Crossing the border from Cambodia into Laos was as frustrating as expected. I will spare the details, but here are a few tips to remember. These tips do not necessary reflect all border crossings; however, my advice is a good start.
–Expect to waste an entire day of your life. It will take a long time and if you prepare for the worst, anything better makes you happy.
–Always check the price of visas and appropriate fees online before arriving to a border. From the bus driver to the clerk taking care of your paperwork, fees get slipped in and tacked on along the way, so read up what is legit or not.
–If someone repeatedly asks you for a bogus fee, stay firm and do not pay. A couple I met refused to pay an “immigration fee” that twelve other people (including myself) paid because they knew it was bogus. The attendant asked twice and after the second “No”, the couple was waived through.
–The bus driver or a random guy that says he works for the bus company will offer to take care of your passport. Do it yourself. It is nerve-racking to have your passport in someone else’s hands, so save yourself the stress. You will be with several other travelers, making the process more comfortable and less intimidating.
–It is recommended to have a visa photo, but if you do not, just play nice and you should not have a problem. Once again, not all border crossings are the same. In one country it may cost you a small fine, but in another you may be denied entry.
–Have exact change. Any excuse to charge tourists extra will arise, so try to avoid it altogether. Plus, it may be difficult to change large bills anyways.

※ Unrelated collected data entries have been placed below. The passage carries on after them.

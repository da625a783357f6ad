use std::collections::VecDeque;

use crate::Color;

/// Round-robin color source for new waves.
///
/// The rotation is kept across calls as long as the caller keeps passing the
/// same palette; any change (by value, order-sensitive) restarts it from the
/// first color of the new palette.
#[derive(Debug, Default, Clone)]
pub struct ColorCycler {
    active_palette: Vec<Color>,
    rotation: VecDeque<Color>,
}

impl ColorCycler {
    pub fn new() -> Self {
        Self::default()
    }

    /// Returns the next color of `palette`, or `None` for an empty palette.
    pub fn next(&mut self, palette: &[Color]) -> Option<Color> {
        if palette.is_empty() {
            return None;
        }

        if self.active_palette != palette {
            tracing::trace!(colors = palette.len(), "palette changed, restarting rotation");
            self.active_palette = palette.to_vec();
            self.rotation = palette.iter().copied().collect();
        }

        let color = self.rotation.pop_front()?;
        self.rotation.push_back(color);
        Some(color)
    }

    /// Palette the rotation currently follows.
    pub fn active_palette(&self) -> &[Color] {
        &self.active_palette
    }
}

#[cfg(test)]
mod tests {
    use super::*;

    const PALETTE: [Color; 3] = [Color::RED, Color::GREEN, Color::BLUE];

    #[test]
    fn cycles_palette_in_order() {
        let mut cycler = ColorCycler::new();
        let drawn: Vec<_> = (0..4).map(|_| cycler.next(&PALETTE).unwrap()).collect();

        assert_eq!(drawn, vec![Color::RED, Color::GREEN, Color::BLUE, Color::RED]);
    }

    #[test]
    fn palette_change_restarts_rotation() {
        let mut cycler = ColorCycler::new();
        cycler.next(&PALETTE);
        cycler.next(&PALETTE);

        let other = [Color::WHITE, Color::BLACK];
        assert_eq!(cycler.next(&other), Some(Color::WHITE));
        assert_eq!(cycler.next(&other), Some(Color::BLACK));
        assert_eq!(cycler.active_palette(), &other);

        // Reordering counts as a different palette.
        let reordered = [Color::BLUE, Color::GREEN, Color::RED];
        assert_eq!(cycler.next(&PALETTE), Some(Color::RED));
        assert_eq!(cycler.next(&reordered), Some(Color::BLUE));
    }

    #[test]
    fn empty_palette_yields_nothing_and_keeps_rotation() {
        let mut cycler = ColorCycler::new();
        assert_eq!(cycler.next(&PALETTE), Some(Color::RED));
        assert_eq!(cycler.next(&[]), None);
        assert_eq!(cycler.next(&PALETTE), Some(Color::GREEN));
    }
}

–If a tuk tuk, taxi, or boat ride is included with your bus ticket after crossing the border, have it written on the ticket. To sum up a long story, I determined the man I bought my bus ticket from in Cambodia had probably never (in his entire life) spoken to the boat company that brought me to Don Det Island in Laos.
–Whenever a stranger tells you that he/she can offer you a better exchange rate prior to crossing the border, it is most likely not true.
–Any sort of medical tents or facilities badgering you should just be ignored. I was told when entering Cambodia they will try to take your temperature, resulting in an unnecessary fee. Research prior to crossing to determine what is legit or not.
–Be cautious that the person collecting fees may be a con artist
–This is minor, but handy. Bring a pen. Just makes life easier.
Expect to pay an extra buck or two here, there, and somewhere else as well, but do not be blatantly ripped off left and right. The value of a dollar in Southeast Asia means so much more to the natives than it ever could to any Westerner traveling through without a doubt; however, one can be taken advantage of very easily. At home or across the world; take care of yourself. Respect everyone and all will end well.